## Task:
Copy every line from the records below that carries the word "derive".

———

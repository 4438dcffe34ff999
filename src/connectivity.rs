use crate::graph::{LaneGraph, NodeId};
use serde::Serialize;

/// Disjoint-set forest over node indices, path halving + union by size.
#[derive(Debug, Clone)]
pub struct UnionFind {
    parent: Vec<usize>,
    size: Vec<usize>,
}

impl UnionFind {
    pub fn new(n: usize) -> Self {
        Self {
            parent: (0..n).collect(),
            size: vec![1; n],
        }
    }

    pub fn from_graph(graph: &LaneGraph) -> Self {
        let mut uf = Self::new(graph.num_nodes());
        for edge in graph.edges() {
            uf.union(edge.source.0, edge.target.0);
        }
        uf
    }

    pub fn find(&mut self, mut x: usize) -> usize {
        while self.parent[x] != x {
            self.parent[x] = self.parent[self.parent[x]];
            x = self.parent[x];
        }
        x
    }

    /// Returns false when both were already in the same set.
    pub fn union(&mut self, a: usize, b: usize) -> bool {
        let (mut ra, mut rb) = (self.find(a), self.find(b));
        if ra == rb {
            return false;
        }
        if self.size[ra] < self.size[rb] {
            std::mem::swap(&mut ra, &mut rb);
        }
        self.parent[rb] = ra;
        self.size[ra] += self.size[rb];
        true
    }

    pub fn connected(&mut self, a: usize, b: usize) -> bool {
        self.find(a) == self.find(b)
    }
}

/// Connected components, largest first. Equal sizes keep the order of their
/// lowest node id. Nodes inside a component are sorted.
pub fn connected_components(graph: &LaneGraph) -> Vec<Vec<NodeId>> {
    let n = graph.num_nodes();
    let mut adj: Vec<Vec<usize>> = vec![Vec::new(); n];
    for edge in graph.edges() {
        adj[edge.source.0].push(edge.target.0);
        adj[edge.target.0].push(edge.source.0);
    }

    let mut visited = vec![false; n];
    let mut components = Vec::new();

    for start in 0..n {
        if visited[start] {
            continue;
        }
        let mut component = Vec::new();
        let mut stack = vec![start];
        visited[start] = true;

        while let Some(current) = stack.pop() {
            component.push(NodeId(current));
            for &next in &adj[current] {
                if !visited[next] {
                    visited[next] = true;
                    stack.push(next);
                }
            }
        }
        component.sort();
        components.push(component);
    }

    // stable sort keeps discovery order (lowest first node) for equal sizes
    components.sort_by(|a, b| b.len().cmp(&a.len()));
    components
}

#[derive(Debug, Clone, Default, PartialEq, Serialize)]
pub struct ConnectivitySummary {
    pub num_components: usize,
    pub largest_component: usize,
    /// Share of all nodes that sit in the largest component, 0..=1
    pub largest_share: f64,
    pub isolated_nodes: usize,
    /// Sizes of the ten largest components
    pub top_sizes: Vec<usize>,
}

pub fn summarize(graph: &LaneGraph) -> ConnectivitySummary {
    let components = connected_components(graph);
    let largest = components.first().map(Vec::len).unwrap_or(0);
    ConnectivitySummary {
        num_components: components.len(),
        largest_component: largest,
        largest_share: if graph.num_nodes() == 0 {
            0.0
        } else {
            largest as f64 / graph.num_nodes() as f64
        },
        isolated_nodes: graph
            .nodes()
            .iter()
            .filter(|n| graph.get_deg(n.id) == 0)
            .count(),
        top_sizes: components.iter().take(10).map(Vec::len).collect(),
    }
}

———

## Result for this exercise:
#[derive(Debug, Clone)]
#[derive(Debug, Clone, Default, PartialEq, Serialize)]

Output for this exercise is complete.